Overview of the generative data augmentation pipeline
Figure 1: Overview of the generative data augmentation pipeline.

In this paper, we describe the challenge, datasets, evaluation methods, and baseline systems. The enrollment RIRs, 3D models of the rooms, test room-source-receiver locations, reverberant speech test set, evaluation metric functions, and trained downstream SDE models are provided in this link: https://sites.google.com/view/genda2025


2. Challenge Description

A. Basic Challenge Description

The challenge tasks participants to generate a room's acoustics in the form of RIRs with only a limited amount of information about the room.

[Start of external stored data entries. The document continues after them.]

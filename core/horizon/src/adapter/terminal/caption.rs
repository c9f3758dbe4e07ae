//! 一時キャプションの枠（1 つだけ。新しいものが来たら古いものと期限を置き換える）

use std::time::{Duration, Instant};

pub const CAPTION_LIFETIME: Duration = Duration::from_millis(3500);

#[derive(Debug, Default)]
pub struct CaptionSlot {
    current: Option<(String, Instant)>,
}

impl CaptionSlot {
    pub fn new() -> Self {
        Self::default()
    }

    /// 表示中のものを取り消して差し替える
    pub fn show(&mut self, text: impl Into<String>, now: Instant) {
        self.current = Some((text.into(), now + CAPTION_LIFETIME));
    }

    pub fn text(&self) -> Option<&str> {
        self.current.as_ref().map(|(t, _)| t.as_str())
    }

    pub fn deadline(&self) -> Option<Instant> {
        self.current.as_ref().map(|(_, d)| *d)
    }

    /// 期限を過ぎていたら消す。消した場合に true。
    pub fn expire(&mut self, now: Instant) -> bool {
        match self.deadline() {
            Some(deadline) if now >= deadline => {
                self.current = None;
                true
            }
            _ => false,
        }
    }
}
use crate::domain::{AcademyOptions, AnalysisCategory, HorizonCommand, Language};
use clap::builder::{ArgAction, PossibleValuesParser};
use clap::value_parser;
use clap_complete::Shell;
use common::domain::{ModelName, ProviderName};
use common::error::Error;

#[derive(Debug, Clone, PartialEq)]
pub struct Config {
    pub help: bool,
    /// -L / --list-profiles: 現在有効なプロファイル一覧を表示
    pub list_profiles: bool,
    /// -v / --verbose: 冗長ログを stderr にも出力する
    pub verbose: bool,
    /// --no-speech: 読み上げを無効にする
    pub no_speech: bool,
    pub profile: Option<ProviderName>,
    pub model: Option<ModelName>,
    pub fallback_model: Option<ModelName>,
    /// -l / --lang: 起動時に選ぶ言語
    pub language: Option<Language>,
    /// -k / --category: 起動時に選ぶカテゴリ（-l が必要）
    pub category: Option<AnalysisCategory>,
}

impl Default for Config {
    fn default() -> Self {
        Self {
            help: false,
            list_profiles: false,
            verbose: false,
            no_speech: false,
            profile: None,
            model: None,
            fallback_model: None,
            language: None,
            category: None,
        }
    }
}

/// 解析結果: 通常の Config または補完スクリプト生成
#[derive(Debug, Clone)]
pub enum ParseOutcome {
    Config(Config),
    GenerateCompletion(Shell),
}

pub(crate) fn build_clap_command() -> clap::Command {
    let category_codes: Vec<&'static str> =
        AnalysisCategory::ALL.iter().map(|c| c.code()).collect();
    clap::Command::new("horizon")
        .about("Word Horizon Academy: vocabulary and grammar study cards from an LLM")
        .disable_help_flag(true)
        .arg(
            clap::Arg::new("help")
                .short('h')
                .long("help")
                .help("Show this help message")
                .action(ArgAction::SetTrue),
        )
        .arg(
            clap::Arg::new("list-profiles")
                .short('L')
                .long("list-profiles")
                .help("List currently available provider profiles")
                .action(ArgAction::SetTrue),
        )
        .arg(
            clap::Arg::new("verbose")
                .short('v')
                .long("verbose")
                .help("Emit verbose debug logs to stderr (for troubleshooting)")
                .action(ArgAction::SetTrue),
        )
        .arg(
            clap::Arg::new("no-speech")
                .long("no-speech")
                .help("Disable text-to-speech playback")
                .action(ArgAction::SetTrue),
        )
        .arg(
            clap::Arg::new("profile")
                .short('p')
                .long("profile")
                .value_name("profile")
                .help("Specify LLM profile (gemini, openai, etc.)")
                .num_args(1),
        )
        .arg(
            clap::Arg::new("model")
                .short('m')
                .long("model")
                .value_name("model")
                .help("Specify primary model name")
                .num_args(1),
        )
        .arg(
            clap::Arg::new("fallback-model")
                .long("fallback-model")
                .value_name("model")
                .help("Specify the model used for the retry after a connection failure")
                .num_args(1),
        )
        .arg(
            clap::Arg::new("lang")
                .short('l')
                .long("lang")
                .value_name("lang")
                .help("Pre-select the language")
                .value_parser(PossibleValuesParser::new(["en", "vi"]))
                .num_args(1),
        )
        .arg(
            clap::Arg::new("category")
                .short('k')
                .long("category")
                .value_name("category")
                .help("Pre-select the category (requires --lang)")
                .value_parser(PossibleValuesParser::new(category_codes))
                .requires("lang")
                .num_args(1),
        )
        .arg(
            clap::Arg::new("generate")
                .long("generate")
                .value_name("shell")
                .help("Generate shell completion script")
                .value_parser(value_parser!(Shell))
                .num_args(1),
        )
}

fn matches_to_config(matches: &clap::ArgMatches) -> Config {
    Config {
        help: matches.get_flag("help"),
        list_profiles: matches.get_flag("list-profiles"),
        verbose: matches.get_flag("verbose"),
        no_speech: matches.get_flag("no-speech"),
        profile: matches
            .get_one::<String>("profile")
            .map(|s| ProviderName::new(s.clone())),
        model: matches
            .get_one::<String>("model")
            .map(|s| ModelName::new(s.clone())),
        fallback_model: matches
            .get_one::<String>("fallback-model")
            .map(|s| ModelName::new(s.clone())),
        language: matches
            .get_one::<String>("lang")
            .and_then(|s| Language::from_code(s)),
        category: matches
            .get_one::<String>("category")
            .and_then(|s| AnalysisCategory::from_code(s)),
    }
}

/// コマンドラインを解析する。補完生成が要求された場合は ParseOutcome::GenerateCompletion を返す。
pub fn parse_args() -> Result<ParseOutcome, Error> {
    let matches = build_clap_command()
        .try_get_matches()
        .map_err(|e| Error::invalid_argument(e.to_string()))?;

    if let Some(&shell) = matches.get_one::<Shell>("generate") {
        return Ok(ParseOutcome::GenerateCompletion(shell));
    }
    Ok(ParseOutcome::Config(matches_to_config(&matches)))
}

/// テスト用: 引数スライスから解析する
#[allow(dead_code)]
pub fn parse_args_from(args: &[&str]) -> Result<Config, Error> {
    let matches = build_clap_command()
        .try_get_matches_from(args)
        .map_err(|e| Error::invalid_argument(e.to_string()))?;
    Ok(matches_to_config(&matches))
}

/// 補完スクリプトを標準出力に出力する
pub fn print_completion(shell: Shell) {
    let mut cmd = build_clap_command();
    clap_complete::generate(shell, &mut cmd, "horizon", &mut std::io::stdout());
}

/// Config を HorizonCommand に変換する
pub fn config_to_command(config: Config) -> HorizonCommand {
    if config.help {
        return HorizonCommand::Help;
    }
    if config.list_profiles {
        return HorizonCommand::ListProfiles;
    }
    HorizonCommand::Academy(AcademyOptions {
        profile: config.profile,
        model: config.model,
        fallback_model: config.fallback_model,
        language: config.language,
        category: config.category,
        speech: !config.no_speech,
    })
}

#[cfg(test)]
mod tests {
    use super::*;

    #[test]
    fn test_clap_command_is_consistent() {
        build_clap_command().debug_assert();
    }

    #[test]
    fn test_config_default_starts_academy_with_speech() {
        let command = config_to_command(Config::default());
        assert_eq!(
            command,
            HorizonCommand::Academy(AcademyOptions {
                speech: true,
                ..Default::default()
            })
        );
    }

    #[test]
    fn test_help_wins_over_list_profiles() {
        let config = Config {
            help: true,
            list_profiles: true,
            ..Default::default()
        };
        assert_eq!(config_to_command(config), HorizonCommand::Help);
    }

    #[test]
    fn test_parse_preselect_and_models() {
        let config = parse_args_from(&[
            "horizon", "-l", "vi", "-k", "grammar", "-p", "openai", "-m", "gpt-4o",
            "--fallback-model", "gpt-4o-mini", "--no-speech",
        ])
        .unwrap();
        assert_eq!(config.language, Some(Language::Vietnamese));
        assert_eq!(config.category, Some(AnalysisCategory::Grammar));
        assert_eq!(config.profile.as_deref(), Some("openai"));
        assert_eq!(config.model.as_deref(), Some("gpt-4o"));
        assert_eq!(config.fallback_model.as_deref(), Some("gpt-4o-mini"));
        assert!(config.no_speech);
    }

    #[test]
    fn test_category_requires_lang() {
        let err = parse_args_from(&["horizon", "-k", "word"]).unwrap_err();
        assert_eq!(err.exit_code(), 64);
    }

    #[test]
    fn test_unknown_option_is_usage_error() {
        let err = parse_args_from(&["horizon", "--bogus"]).unwrap_err();
        assert!(err.is_usage());
        assert_eq!(err.exit_code(), 64);
    }

    #[test]
    fn test_invalid_lang_is_usage_error() {
        let err = parse_args_from(&["horizon", "-l", "fr"]).unwrap_err();
        assert_eq!(err.exit_code(), 64);
    }
}
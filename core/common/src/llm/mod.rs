//! LLM プロバイダの実装
//!
//! このモジュールは、異なる LLM プロバイダ（Gemini、OpenAI 互換）で共通する
//! 「プロンプト 1 つ + 出力スキーマ → 構造化 JSON テキスト」の単発生成を提供します。

pub mod config;
pub mod factory;
pub mod gemini;
pub mod openai_compat;
pub mod provider;
pub mod resolver;

pub use factory::{create_provider, AnyProvider, ProviderType};
pub use provider::{GenerationConfig, LlmProvider};
pub use resolver::{list_profile_names, load_profiles_config, resolve_provider, ResolvedProvider};
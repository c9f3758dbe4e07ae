//! 配線: 標準アダプタで App と対話アプリを組み立てる

use std::sync::Arc;

use common::adapter::{
    FanoutLog, FileJsonLog, NoopLog, StderrLog, StdClock, StdEnvResolver, StdFileSystem,
    StdProcess,
};
use common::error::Error;
use common::llm::{create_provider, load_profiles_config, resolve_provider, LlmProvider};
use common::ports::outbound::{Clock, EnvResolver, FileSystem, Log, LogLevel, LogRecord, Process};

use crate::adapter::{CommandSpeech, NoopSpeech, ProviderGeneration, DEFAULT_SPEECH_PROGRAM};
use crate::app::HorizonApp;
use crate::domain::AcademyOptions;
use crate::ports::outbound::{SpeechPlayer, StructuredGeneration};
use crate::usecase::{AnalysisClient, ProfilesUseCase, TransientSignature, ViewStateMachine};

/// 読み上げコマンドを指定する環境変数（"off" で無効）
pub const SPEECH_ENV: &str = "HORIZON_SPEECH";

/// 配線で組み立てたポート群（main の Command ディスパッチで利用）
pub struct App {
    pub fs: Arc<dyn FileSystem>,
    pub env_resolver: Arc<dyn EnvResolver>,
    pub clock: Arc<dyn Clock>,
    pub process: Arc<dyn Process>,
    /// 構造化ログ（ファイルへ JSONL。verbose 時は stderr にも）
    pub logger: Arc<dyn Log>,
    pub profiles_use_case: ProfilesUseCase,
}

/// 配線: 標準アダプタで App を組み立てる
pub fn wire_horizon(verbose: bool) -> App {
    let fs: Arc<dyn FileSystem> = Arc::new(StdFileSystem);
    let env_resolver: Arc<dyn EnvResolver> = Arc::new(StdEnvResolver);
    let file_log: Arc<dyn Log> = env_resolver
        .resolve_home_dir()
        .map(|home| Arc::new(FileJsonLog::new(Arc::clone(&fs), home.log_file())) as Arc<dyn Log>)
        .unwrap_or_else(|_| Arc::new(NoopLog));
    let logger: Arc<dyn Log> = if verbose {
        Arc::new(FanoutLog::new(vec![file_log, Arc::new(StderrLog)]))
    } else {
        file_log
    };
    let profiles_use_case = ProfilesUseCase::new(Arc::clone(&fs), Arc::clone(&env_resolver));
    App {
        fs,
        env_resolver,
        clock: Arc::new(StdClock),
        process: Arc::new(StdProcess),
        logger,
        profiles_use_case,
    }
}

/// 対話アプリを組み立てる。プロバイダは通常用と再試行用の 2 つをここで作る
/// （API キーが無ければ起動時に Env エラー）。
pub fn wire_academy(app: &App, options: &AcademyOptions) -> Result<HorizonApp, Error> {
    let cfg = load_profiles_config(app.fs.as_ref(), app.env_resolver.as_ref())?;
    let resolved = resolve_provider(options.profile.as_ref(), cfg.as_ref())?;
    let primary_model = resolved.primary_model(options.model.as_ref());
    let fallback_model = resolved.fallback_model(options.fallback_model.as_ref());
    let primary: Arc<dyn LlmProvider> = Arc::new(create_provider(&resolved, &primary_model)?);
    let fallback: Arc<dyn LlmProvider> = Arc::new(create_provider(&resolved, &fallback_model)?);

    let _ = app.logger.log(
        &LogRecord::new(LogLevel::Info, "wiring", "provider", "provider resolved")
            .field("profile", resolved.profile_name.clone())
            .field("provider", resolved.provider_type.as_str())
            .field("model", primary_model)
            .field("fallback_model", fallback_model),
    );

    let generation: Arc<dyn StructuredGeneration> = Arc::new(ProviderGeneration::new(
        primary,
        fallback,
        resolved.thinking_budget(),
        resolved.temperature,
        Arc::clone(&app.logger),
    ));
    let client = Arc::new(AnalysisClient::new(
        generation,
        TransientSignature::new()?,
        Arc::clone(&app.logger),
    ));
    let machine = ViewStateMachine::new(Arc::clone(&app.clock), Arc::clone(&app.logger));
    let speech = wire_speech(app, options.speech);
    Ok(HorizonApp::new(machine, client, speech, Arc::clone(&app.logger)))
}

fn wire_speech(app: &App, enabled: bool) -> Arc<dyn SpeechPlayer> {
    if !enabled {
        return Arc::new(NoopSpeech);
    }
    match app.env_resolver.var(SPEECH_ENV) {
        Some(value) if value.eq_ignore_ascii_case("off") => Arc::new(NoopSpeech),
        Some(program) => Arc::new(CommandSpeech::new(
            Arc::clone(&app.process),
            program,
            Arc::clone(&app.logger),
        )),
        None => Arc::new(CommandSpeech::new(
            Arc::clone(&app.process),
            DEFAULT_SPEECH_PROGRAM,
            Arc::clone(&app.logger),
        )),
    }
}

The assumption is that the acoustical information of the room is difficult to measure or acquire for a normal user, while knowing the room acoustics is very important for end-user applications, such as AR/VR. Hence, a data augmentation method can be useful for estimating a specific room's acoustic information, which fleshes out an elementary set of available information that a non-technical user can easily provide. For example, the user can provide a few RIRs at a handful of locations to help improve the performance of a system. In addition, images of the room can indirectly inform a system of the room's geometry and furniture layouts. We expect that a successful generative model can figure out RIRs from various locations of the room to the degree that is useful enough for other downstream tasks.

To simulate this use case, participants are asked to generate the RIRs at unseen source-receiver locations in ten rooms given a set of enrollment RIRs and their source-receiver locations from those rooms. The organizers will also provide other information for advanced generation methods, such as the 3D model of the room shape, furniture layouts, and Ambisonic RIRs.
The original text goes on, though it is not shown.